Il Gran Bar fa una pausa «Impossibile controllare»
La scelta della storica caffetteria di via D’Azeglio «è difficile convincere tutti a non bere subito»
Il Gran Bar di via D’Azeglio va controcorrente. E abbassa le saracinesche nel primo weekend della Fase due. «Io temo che con questo weekend passi il messaggio del “liberi tutti”. C’è molta gente in giro e per un bar è difficile da controllare, meglio restare chiusi», spiega il gestore Giancarlo Campolmi. Che attende come tutti le regole per riaprire davvero dal 18 maggio: «Ma se fossero troppo restrittive, sarebbe un problema».
Ai suoi tavolini, praticamente una dépendance sotto la casa in via D’Azeglio, Lucio Dalla sorseggiava spesso in autunno il cappuccino avvolto in una pelliccia.
Dentro, al bancone, politici e dirigenti di Palazzo d’Accursio hanno stretto per anni intese e amicizie davanti a caffé bipartisan. Oggi che tutta questa vita da bar è stata congelata, e un caffé in compagnia sembra quasi un reato, nel primo fine settimana di rinascita dopo lo tsunami coronavirus il Gran Bar di via D’Azeglio ha preso la soluzione più inaspettata. Eppure, forse, la più meditata: abbassare la saracinesca. «C’è molta gente in giro e per un bar è difficile da controllare — spiega il gestore Giancarlo Campolmi — meglio restare chiusi».
Chiudere nel primo fine settimana della fase due, ora che potete anche servire da asporto. Non è un controsenso?
«Pensiamo al caffè. Bisogna servirlo nel bicchierino adatto, con il cucchiaino e lo zucchero nella bustina di plastica. Già è complicato per i clienti così, poi la voglia di consumarlo subito è forte. Raramente la gente prende un caffé al bar e va a berlo a casa. La stessa cosa vale per un aperitivo. Io posso anche preparare unp spritz da portare via, ma molta gente poi resiste alla tentazione di berne subito un sorso?».

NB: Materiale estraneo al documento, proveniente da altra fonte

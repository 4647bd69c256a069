//! Trait definitions for external capabilities
//!
//! These traits define the boundary between the extraction pipeline and
//! infrastructure. Provider implementations live in `grapnel-llm`; the
//! pipeline in `grapnel-extractor` consumes them through these interfaces.

use crate::extraction::ExampleRecord;
use serde_json::Value;
use std::collections::BTreeMap;
use thiserror::Error;

/// Errors a language-model provider can surface
///
/// The pipeline's retry policy keys off the variant: `Config` aborts the run,
/// `Runtime` and `Output` are retried per chunk and then degrade that chunk.
#[derive(Error, Debug)]
pub enum InferenceError {
    /// Non-retriable provider-side configuration problem (unknown model,
    /// rejected request shape, auth)
    #[error("provider configuration rejected: {0}")]
    Config(String),

    /// Retriable transport or server failure (5xx, network, timeout)
    #[error("provider runtime failure: {0}")]
    Runtime(String),

    /// The provider answered but the response was empty or unusable
    #[error("provider returned unusable output: {0}")]
    Output(String),
}

impl InferenceError {
    /// Whether the chunk retry policy applies to this error
    pub fn is_retriable(&self) -> bool {
        !matches!(self, InferenceError::Config(_))
    }
}

/// Tuning knobs and provider passthrough for one inference call
#[derive(Debug, Clone, PartialEq)]
pub struct InferenceOptions {
    /// Sampling temperature
    pub temperature: f64,

    /// Completion budget in tokens
    pub max_output_tokens: u32,

    /// Opaque provider configuration, typically produced by a
    /// [`SchemaAdapter`] and merged verbatim into the provider request
    pub provider_config: BTreeMap<String, Value>,
}

impl Default for InferenceOptions {
    fn default() -> Self {
        Self {
            temperature: 0.0,
            max_output_tokens: 1024,
            provider_config: BTreeMap::new(),
        }
    }
}

/// Trait for LLM text generation
///
/// Implementations are blocking; the pipeline issues calls from dedicated
/// blocking workers, so `infer` must be safe to call from multiple threads.
pub trait LanguageModel: Send + Sync {
    /// Generate one output string per prompt
    ///
    /// The returned vector must have the same length as `prompts`.
    fn infer(
        &self,
        prompts: &[String],
        options: &InferenceOptions,
    ) -> Result<Vec<String>, InferenceError>;

    /// Identifier of the underlying model, for logs and diagnostics
    fn model_id(&self) -> &str;
}

impl std::fmt::Debug for dyn LanguageModel {
    fn fmt(&self, f: &mut std::fmt::Formatter<'_>) -> std::fmt::Result {
        f.debug_struct("LanguageModel")
            .field("model_id", &self.model_id())
            .finish()
    }
}

impl<T: LanguageModel + ?Sized> LanguageModel for Box<T> {
    fn infer(
        &self,
        prompts: &[String],
        options: &InferenceOptions,
    ) -> Result<Vec<String>, InferenceError> {
        (**self).infer(prompts, options)
    }

    fn model_id(&self) -> &str {
        (**self).model_id()
    }
}

impl<T: LanguageModel + ?Sized> LanguageModel for std::sync::Arc<T> {
    fn infer(
        &self,
        prompts: &[String],
        options: &InferenceOptions,
    ) -> Result<Vec<String>, InferenceError> {
        (**self).infer(prompts, options)
    }

    fn model_id(&self) -> &str {
        (**self).model_id()
    }
}

/// Failure to derive provider configuration from examples
#[derive(Error, Debug)]
#[error("schema derivation failed: {message}")]
pub struct SchemaError {
    /// What went wrong
    pub message: String,
}

impl SchemaError {
    /// Create a new schema error
    pub fn new(message: impl Into<String>) -> Self {
        Self {
            message: message.into(),
        }
    }
}

/// Provider configuration derived from few-shot examples
#[derive(Debug, Clone, Default)]
pub struct SchemaArtifact {
    provider_config: BTreeMap<String, Value>,
    requires_raw_output: bool,
}

impl SchemaArtifact {
    /// Create an artifact from its parts
    pub fn new(provider_config: BTreeMap<String, Value>, requires_raw_output: bool) -> Self {
        Self {
            provider_config,
            requires_raw_output,
        }
    }

    /// Opaque configuration merged into [`InferenceOptions::provider_config`]
    pub fn to_provider_config(&self) -> BTreeMap<String, Value> {
        self.provider_config.clone()
    }

    /// Whether the provider will wrap its output in a code fence instead of
    /// emitting schema-constrained raw JSON
    pub fn requires_raw_output(&self) -> bool {
        self.requires_raw_output
    }
}

/// Trait for advertising the expected output schema to a provider
pub trait SchemaAdapter {
    /// Derive a provider configuration blob from the few-shot examples
    fn from_examples(&self, examples: &[ExampleRecord]) -> Result<SchemaArtifact, SchemaError>;
}
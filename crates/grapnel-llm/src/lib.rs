//! Grapnel LLM Provider Layer
//!
//! Pluggable implementations of the `LanguageModel` trait from
//! `grapnel-domain`, plus schema advertisement and a model-id registry.
//!
//! # Providers
//!
//! - [`MockProvider`]: deterministic mock for testing
//! - [`OllamaProvider`]: local Ollama API integration
//!
//! # Examples
//!
//! ```
//! use grapnel_llm::MockProvider;
//! use grapnel_domain::{InferenceOptions, LanguageModel};
//!
//! let provider = MockProvider::new(r#"{"extractions":[]}"#);
//! let out = provider
//!     .infer(&["prompt".to_string()], &InferenceOptions::default())
//!     .unwrap();
//! assert_eq!(out[0], r#"{"extractions":[]}"#);
//! ```

#![warn(missing_docs)]

pub mod ollama;
pub mod registry;
pub mod schema;

use grapnel_domain::{InferenceError, InferenceOptions, LanguageModel};
use std::collections::{HashMap, VecDeque};
use std::sync::{Arc, Mutex};

pub use ollama::OllamaProvider;
pub use registry::resolve;
pub use schema::SimpleSchemaAdapter;

/// Mock language model for deterministic testing
///
/// Returns pre-configured responses without any network calls. Responses are
/// resolved in priority order: injected failures, then the scripted queue,
/// then per-prompt overrides, then the default response.
#[derive(Debug, Clone)]
pub struct MockProvider {
    default_response: String,
    responses: Arc<Mutex<HashMap<String, String>>>,
    queue: Arc<Mutex<VecDeque<String>>>,
    runtime_failures: Arc<Mutex<u32>>,
    config_failure: Arc<Mutex<Option<String>>>,
    call_count: Arc<Mutex<usize>>,
}

impl MockProvider {
    /// Create a provider with a fixed response for all prompts
    pub fn new(response: impl Into<String>) -> Self {
        Self {
            default_response: response.into(),
            responses: Arc::new(Mutex::new(HashMap::new())),
            queue: Arc::new(Mutex::new(VecDeque::new())),
            runtime_failures: Arc::new(Mutex::new(0)),
            config_failure: Arc::new(Mutex::new(None)),
            call_count: Arc::new(Mutex::new(0)),
        }
    }

    /// Add a specific response for a given prompt
    pub fn add_response(&self, prompt: impl Into<String>, response: impl Into<String>) {
        self.responses
            .lock()
            .unwrap()
            .insert(prompt.into(), response.into());
    }

    /// Queue a response consumed before any per-prompt or default response
    pub fn push_response(&self, response: impl Into<String>) {
        self.queue.lock().unwrap().push_back(response.into());
    }

    /// Fail the next `count` calls with a retriable runtime error
    pub fn fail_times(&self, count: u32) {
        *self.runtime_failures.lock().unwrap() = count;
    }

    /// Fail every call with a non-retriable configuration error
    pub fn fail_config(&self, message: impl Into<String>) {
        *self.config_failure.lock().unwrap() = Some(message.into());
    }

    /// Number of times `infer` was called
    pub fn call_count(&self) -> usize {
        *self.call_count.lock().unwrap()
    }

    fn answer(&self, prompt: &str) -> String {
        if let Some(queued) = self.queue.lock().unwrap().pop_front() {
            return queued;
        }
        if let Some(response) = self.responses.lock().unwrap().get(prompt) {
            return response.clone();
        }
        self.default_response.clone()
    }
}

impl Default for MockProvider {
    fn default() -> Self {
        Self::new(r#"{"extractions":[]}"#)
    }
}

impl LanguageModel for MockProvider {
    fn infer(
        &self,
        prompts: &[String],
        _options: &InferenceOptions,
    ) -> Result<Vec<String>, InferenceError> {
        *self.call_count.lock().unwrap() += 1;

        if let Some(message) = self.config_failure.lock().unwrap().clone() {
            return Err(InferenceError::Config(message));
        }

        {
            let mut failures = self.runtime_failures.lock().unwrap();
            if *failures > 0 {
                *failures -= 1;
                return Err(InferenceError::Runtime(
                    "injected mock failure".to_string(),
                ));
            }
        }

        Ok(prompts.iter().map(|prompt| self.answer(prompt)).collect())
    }

    fn model_id(&self) -> &str {
        "mock"
    }
}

L’ultimo dpcm prevede il divieto di sostare nelle immediate vicinanze dei locali che fanno asporto.
«Ecco. Io temo che con questo weekend passi il messaggio del “liberi tutti” e per un locale come il nostro è complicato da gestire. Dunque ne ho parlato con i ragazzi e ci siamo detti che non valeva la pena restare aperti con tutta questa tensione. Lavoriamo su un filo sottile, che soprattutto per i bar è difficile da percorrere. Se una persona compra una pizza da asporto la paga e la porta a casa, se ordina in un ristorante anche. Se un cliente compra da bere in un bar si aspetta di consumare subito, noi possiamo anche dire che non si può sostare e bere fuori, ma non tutti ti ascoltano».
Dal 18 maggio potreste riaprire completamente, rispettando i protocolli di distanziamento e sicurezza che Inail e Comitato tecnico scientifico stanno preparando. Siete pronti?
«Quella del 18 è una data su cui speriamo, ma aspettiamo di capire cosa succederà davvero. Se le limitazioni fossero troppo restrittive potrebbero essere un problema, non avendo avuto aiuti in questi mesi l’errore più grosso sarebbe riaprire e poi ritrovarsi in perdita ogni mese. Così si rischia di entrare in un circolo che porta alla fine dell’attività».
Ma gli ultimi giorni con l’asporto come sono andati?
«Si lavora con la mascherina, è scomoda ma ci si abitua. E poi c’è il tema dei guanti monouso.
Spiega Campolmi, il gestore: «Il 18 maggio è una data importante ma vediamo i divieti»
Lunedì in tre ne abbiamo finita una scatola, perché vanno cambiati spesso, ma trovarli è difficile e diventa un problema se devi lavorare. Nei limiti del possibile cercheremo di fare tutto quello che viene richiesto, ma speriamo sia più semplice reperire i dispositivi di protezione. Intanto smonteremo il dehors come tutte le estati e farò il punto con i responsabili della sicurezza per essere pronti alla riapertura».